Note: A recent change to the program excludes kids under five from the 95% calculation.
Another rule lays out different quarantine guidelines (which have already been revised since the initial program was announced earlier this month). In this case, ships opting into the program have to quarantine close contacts of positive cases either five or ten days, depending on whether or not the person is up to date on shots.
Those who are current on their vaccine — meaning they’ve had their booster shot if eligible — have more relaxed quarantine rules if they are a close contact, assuming they are asymptomatic.
After a Slow Start, The Vast Majority of Ships Opt In
Leading up to the February 18 deadline, few ships opted in. Only those cruise lines operated by Norwegian Cruise Line Holdings Ltd. — encompassing about 20 vessels — said they would sail under the new orders. At the last minute, however, nearly every ship opted to participate.
As of the latest update on the CDC’s dashboard, 110 ships across more than a dozen cruise lines are officially opted-in to the program. This includes major names like Carnival, Royal Caribbean, Norwegian Cruise Line, Disney, and more.
A full list of cruise lines that opted in is below:
- Bahamas Paradise Cruise Line
- Carnival Cruise Line
- Holland America
- Princess Cruises
- Disney Cruise Line
- MSC Cruises
- Norwegian Cruise Line
- Oceania Cruises
- Regent Seven Seas
- Celebrity Cruises
- Royal Caribbean
- Silversea Cruises
- Viking Cruises
- Virgin Voyages
In fact, only three ships from two cruise lines did not opt-in by the deadline put forth by the CDC. This includes two ships from Crystal Cruises, which paused sailing until at least April following issues with its parent company. It also includes the SeaDream II from SeaDream Yacht Club.
However, for the vast majority of ships that sail, they will continue to participate under the CDC’s health program.
Will Passengers See a Change?
So will anything be different for passengers? For the most part, we see little change that passengers will see day-to-day. Cruise lines have implemented protocols for testing, vaccinations, and more since they returned to sailing. Those likely aren’t going anywhere for now.

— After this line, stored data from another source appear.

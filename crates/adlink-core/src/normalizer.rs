//! Identity normalization.
//!
//! Turns any of the accepted identifier forms into the canonical
//! (case-normalized) DN of the object it names, consulting the shared
//! [`CacheManager`] before searching.

use futures::stream::{self, StreamExt, TryStreamExt};
use serde::Serialize;
use std::collections::HashMap;
use std::sync::Arc;
use tracing::{debug, instrument, warn};

use crate::cache::{CacheManager, CacheOrigin, KEY_ATTRIBUTES};
use crate::codec::{encode_guid, encode_sid, normalize_dn_case};
use crate::error::{DirectoryError, DirectoryResult};
use crate::identifier::ObjectIdentifier;
use crate::operation::Entry;
use crate::traits::Directory;

const DEFAULT_CONCURRENCY: usize = 8;

/// Everything a lookup learned about an object.
#[derive(Debug, Clone, PartialEq, Eq, Serialize)]
pub struct ResolvedObject {
    /// Canonical DN.
    pub dn: String,
    /// objectGUID text, when readable.
    pub guid: Option<String>,
    /// objectSid text; absent for OUs and containers.
    pub sid: Option<String>,
    /// objectClass values.
    pub object_classes: Vec<String>,
}

impl ResolvedObject {
    fn from_entry(entry: &Entry) -> DirectoryResult<Self> {
        Ok(Self {
            dn: normalize_dn_case(&entry.dn),
            guid: entry.first_bytes("objectGUID").map(encode_guid).transpose()?,
            sid: entry.first_bytes("objectSid").map(encode_sid).transpose()?,
            object_classes: entry.values("objectClass").to_vec(),
        })
    }
}

/// Resolves identifiers to canonical DNs.
pub struct IdentityNormalizer<D: ?Sized> {
    directory: Arc<D>,
    cache: Arc<CacheManager>,
    concurrency: usize,
}

impl<D: ?Sized> Clone for IdentityNormalizer<D> {
    fn clone(&self) -> Self {
        Self {
            directory: Arc::clone(&self.directory),
            cache: Arc::clone(&self.cache),
            concurrency: self.concurrency,
        }
    }
}

impl<D> IdentityNormalizer<D>
where
    D: Directory + ?Sized,
{
    /// Create a normalizer over `directory` sharing `cache`.
    pub fn new(directory: Arc<D>, cache: Arc<CacheManager>) -> Self {
        Self {
            directory,
            cache,
            concurrency: DEFAULT_CONCURRENCY,
        }
    }

    /// Bound the number of concurrent lookups in a batch.
    #[must_use]
    pub fn with_concurrency(mut self, concurrency: usize) -> Self {
        self.concurrency = concurrency.max(1);
        self
    }

    /// The shared cache.
    pub fn cache(&self) -> &Arc<CacheManager> {
        &self.cache
    }

    /// Resolve free-form identifier text to a canonical DN.
    pub async fn normalize_to_dn(&self, input: &str) -> DirectoryResult<String> {
        let id = ObjectIdentifier::classify(input)?;
        self.normalize_identifier(&id).await
    }

    /// Resolve a classified identifier to a canonical DN.
    ///
    /// DNs are returned case-normalized without a search. Everything else is
    /// served from cache or looked up, requiring exactly one match.
    #[instrument(skip(self), fields(kind = id.kind()))]
    pub async fn normalize_identifier(&self, id: &ObjectIdentifier) -> DirectoryResult<String> {
        if let ObjectIdentifier::Dn { dn } = id {
            return Ok(dn.clone());
        }

        let key = id.cache_key();
        if let Some(dn) = self.cache.get(&key) {
            debug!(key = %key, "Identifier cache hit");
            return Ok(dn);
        }

        debug!(key = %key, "Identifier cache miss");
        let entry = self.lookup(id).await?;
        self.remember(&key, &entry);
        Ok(normalize_dn_case(&entry.dn))
    }

    /// Resolve many identifiers, searching at most once per distinct object key.
    ///
    /// The result maps each input (as given) to its DN. Any failure aborts
    /// the batch.
    pub async fn normalize_to_dn_batch<S>(
        &self,
        inputs: &[S],
    ) -> DirectoryResult<HashMap<String, String>>
    where
        S: AsRef<str>,
    {
        let mut by_key: HashMap<String, ObjectIdentifier> = HashMap::new();
        let mut input_keys = Vec::with_capacity(inputs.len());
        for input in inputs {
            let id = ObjectIdentifier::classify(input.as_ref())?;
            let key = id.cache_key();
            input_keys.push((input.as_ref().to_string(), key.clone()));
            by_key.entry(key).or_insert(id);
        }

        debug!(
            inputs = inputs.len(),
            distinct = by_key.len(),
            "Normalizing identifier batch"
        );

        let resolved: HashMap<String, String> = stream::iter(by_key)
            .map(|(key, id)| async move {
                let dn = self.normalize_identifier(&id).await?;
                Ok::<_, DirectoryError>((key, dn))
            })
            .buffer_unordered(self.concurrency)
            .try_collect()
            .await?;

        let mut out = HashMap::with_capacity(input_keys.len());
        for (input, key) in input_keys {
            if let Some(dn) = resolved.get(&key) {
                out.insert(input, dn.clone());
            }
        }
        Ok(out)
    }

    /// Look up an object and return its identity attributes.
    ///
    /// Always goes to the directory (DNs included) so the answer reflects the
    /// server; the cache is refreshed with what was found.
    #[instrument(skip(self))]
    pub async fn resolve(&self, input: &str) -> DirectoryResult<ResolvedObject> {
        let id = ObjectIdentifier::classify(input)?;
        let entry = self.lookup(&id).await?;
        if !id.is_dn() {
            self.remember(&id.cache_key(), &entry);
        }
        ResolvedObject::from_entry(&entry)
    }

    async fn lookup(&self, id: &ObjectIdentifier) -> DirectoryResult<Entry> {
        let mut attributes: Vec<&str> = KEY_ATTRIBUTES.to_vec();
        attributes.push("objectClass");

        match id.search_filter()? {
            Some(filter) => {
                self.directory
                    .search_unique(&id.to_string(), filter, &attributes)
                    .await
            }
            None => self
                .directory
                .read(&id.to_string(), &attributes)
                .await?
                .ok_or_else(|| DirectoryError::not_found(id.to_string())),
        }
    }

    fn remember(&self, key: &str, entry: &Entry) {
        self.cache.put(key, &entry.dn, CacheOrigin::Resolved);
        if let Err(e) = self.cache.put_entry(entry, CacheOrigin::Resolved) {
            warn!(dn = %entry.dn, error = %e, "Could not index all identifiers of object");
        }
    }
}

That said, we have already seen some smaller changes happening both before cruise lines opted in and since.
For instance, masking rules on cruise ships are being quickly eased across multiple lines as cases of Omicron drop. And with the recent rule change that kids under five years old are no longer counted in the calculation for 95% vaccination rates, Carnival now allows them to sail without having to be granted an exemption.
But for passengers concerned about health on a cruise, this massive push to join the voluntary program enforces a standard of health protocols that should put them more at ease.